При этом для России было характерно снижение рождаемости «сверху», за счет ее более раннего прекращения и исключения из процесса прокреации старших материнских возрастов. По оценке С. Захарова, до конца 1920‑х годов, т. е. до начала активной фазы демографического перехода в России, на долю женщин в возрасте 30 лет и старше приходилось примерно 55 % всех рождений[65]. К концу 1960‑х годов эта доля упала до 30 % и ниже.

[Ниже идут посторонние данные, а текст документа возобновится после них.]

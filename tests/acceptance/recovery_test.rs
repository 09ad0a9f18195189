//! Fault handling acceptance tests.
//!
//! # Acceptance Criteria
//!
//! - A node falling to SAFE_OP with an error is acknowledged and brought
//!   back to OP while a job keeps running
//! - A work-counter deficit triggers a reconfigure on every check and never
//!   marks the node lost
//! - Exchange failures are counted, never fatal
//! - Startup failures release the adapter; a session that never reached OP
//!   reports it on close

use super::common::{wait_for, ServiceRig};
use iris_acquisition::{JobOutcome, JobRequest, MeasurementStore};
use iris_common::error::AcqError;
use iris_fieldbus::{AlStatus, MasterCall, SimulatedMaster, SlaveIdentity, SlaveInfo, SlaveState};
use std::time::Duration;

fn count_calls(sim: &SimulatedMaster, call: &MasterCall) -> usize {
    sim.calls().iter().filter(|c| *c == call).count()
}

#[test]
fn test_job_survives_safe_op_error() {
    let rig = ServiceRig::open();
    rig.controller
        .start_job(JobRequest::new("1001", 4).with_interval(Duration::from_millis(5)))
        .unwrap();
    assert!(wait_for(|| !rig.store.measurements().unwrap().is_empty()));

    rig.sim.clear_calls();
    rig.sim
        .set_slave_status(0, AlStatus::with_error(SlaveState::SafeOp));
    rig.session().link().request_check();

    assert!(wait_for(|| rig.sim.slave_status(0) == Some(AlStatus::new(SlaveState::Op))));
    assert!(
        count_calls(
            &rig.sim,
            &MasterCall::WriteSlaveState {
                position: 0,
                state: SlaveState::SafeOp,
                acknowledge: true,
            }
        ) >= 1
    );

    assert!(rig.wait_idle("1001"));
    let report = rig.controller.wait_job("1001").unwrap();
    assert_eq!(report.outcome, JobOutcome::Completed);
    assert_eq!(rig.store.measurements().unwrap().len(), 4);
    rig.close().unwrap();
}

#[test]
fn test_wkc_deficit_reconfigures_and_job_completes() {
    let rig = ServiceRig::open();
    rig.sim.clear_calls();
    rig.sim.set_reconfigure_result(0, false);
    rig.sim.set_slave_status(0, AlStatus::new(SlaveState::PreOp));
    rig.sim.set_wkc_deficit(1);

    rig.controller.start_job(JobRequest::new("1001", 3)).unwrap();
    assert!(wait_for(|| count_calls(&rig.sim, &MasterCall::Reconfigure(0)) >= 3));
    assert_eq!(count_calls(&rig.sim, &MasterCall::Recover(0)), 0);
    assert!(rig.session().stats().wkc_errors > 0);

    rig.sim.set_reconfigure_result(0, true);
    rig.sim.set_wkc_deficit(0);
    assert!(wait_for(|| rig.sim.slave_status(0) == Some(AlStatus::new(SlaveState::Op))));

    assert!(rig.wait_idle("1001"));
    assert_eq!(
        rig.controller.wait_job("1001").unwrap().outcome,
        JobOutcome::Completed
    );

    let ServiceRig {
        controller,
        session,
        ..
    } = rig;
    drop(controller);
    let slaves = session.unwrap().close().unwrap();
    assert!(!slaves[0].lost);
}

#[test]
fn test_exchange_outage_is_not_fatal() {
    let rig = ServiceRig::open();
    rig.sim.fail_exchanges(true);

    rig.controller.start_job(JobRequest::new("1001", 2)).unwrap();
    assert!(wait_for(|| rig.session().stats().failures >= 5));
    assert!(rig.session().is_operational());
    assert!(rig.store.measurements().unwrap().is_empty());

    rig.sim.fail_exchanges(false);
    assert!(rig.wait_idle("1001"));
    assert_eq!(rig.store.measurements().unwrap().len(), 2);
    rig.close().unwrap();
}

#[test]
fn test_exchange_outage_drives_lost_node_recovery() {
    let rig = ServiceRig::open();
    rig.sim.set_recover_result(0, false);
    rig.sim.clear_calls();
    rig.sim.fail_exchanges(true);
    rig.sim.set_slave_status(0, AlStatus::new(SlaveState::None));

    assert!(wait_for(|| rig.session().link().wkc_deficit()));
    assert!(wait_for(|| count_calls(&rig.sim, &MasterCall::Recover(0)) >= 2));
    assert!(count_calls(&rig.sim, &MasterCall::ReadStates) >= 2);
    assert!(count_calls(&rig.sim, &MasterCall::CheckSlaveState(0, SlaveState::Op)) >= 1);

    rig.sim.set_recover_result(0, true);
    assert!(wait_for(|| rig.sim.slave_status(0) == Some(AlStatus::new(SlaveState::Op))));
    rig.sim.fail_exchanges(false);
    assert!(wait_for(|| !rig.session().link().wkc_deficit()));
    assert!(rig.session().is_operational());
    rig.close().unwrap();
}

#[test]
fn test_startup_failure_releases_adapter() {
    let sim = SimulatedMaster::new();
    sim.add_slave(
        SlaveInfo::new(0, "EL1259", SlaveIdentity::new(0x2, 0x04eb_3052)).with_io(8, 8),
    );

    let Err(err) = ServiceRig::builder().master(sim.clone()).open() else {
        panic!("open should fail on a foreign node");
    };
    assert!(matches!(err, AcqError::UnexpectedLayout { position: 0, .. }));
    assert!(err.is_fatal());
    assert!(!sim.is_open());

    let Err(err) = ServiceRig::builder().master(SimulatedMaster::new()).open() else {
        panic!("open should fail without nodes");
    };
    assert!(matches!(err, AcqError::NoSlaveFound { .. }));
}

#[test]
fn test_op_never_reached_reported_on_close() {
    let sim = SimulatedMaster::with_iris_node();
    sim.block_op(true);

    let rig = ServiceRig::builder().master(sim.clone()).open().unwrap();
    assert!(!rig.session().all_op_reached());

    assert_eq!(rig.close().unwrap_err(), AcqError::NotAllOperational);
    assert!(!sim.is_open());
}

Рис. 4. Коэффициент суммарной рождаемости в России и некоторых западных странах


Но и западные страны не стояли на месте. В конце концов, и здесь «неомальтузианское» регулирование рождаемости в браке получило общественное признание и стало вытеснять ее «мальтузианский» контроль с помощью поздней брачности, брак стал молодеть. Еще в начале 1930‑х годов в Великобритании 74 % женщин в возрасте 20–24 года были не замужем, к середине 1960‑х – всего 42 %. Примерно за то же время показатель упал в Дании – с 68 до 45 %, в Нидерландах – с 75 до 53 %, в Норвегии – с 81 до 46 %, в Швейцарии – с 82 до 55 %, в Швеции – с 80 до 60 %[66].

Соответственно снизился и возраст женщин при рождении детей, и жители западных стран также перешли к ограничению рождаемости «сверху», доля рождений в возрасте до 30 лет в большинстве европейских стран в это время была примерно такой же, как и в России (рис. 5, левая панель).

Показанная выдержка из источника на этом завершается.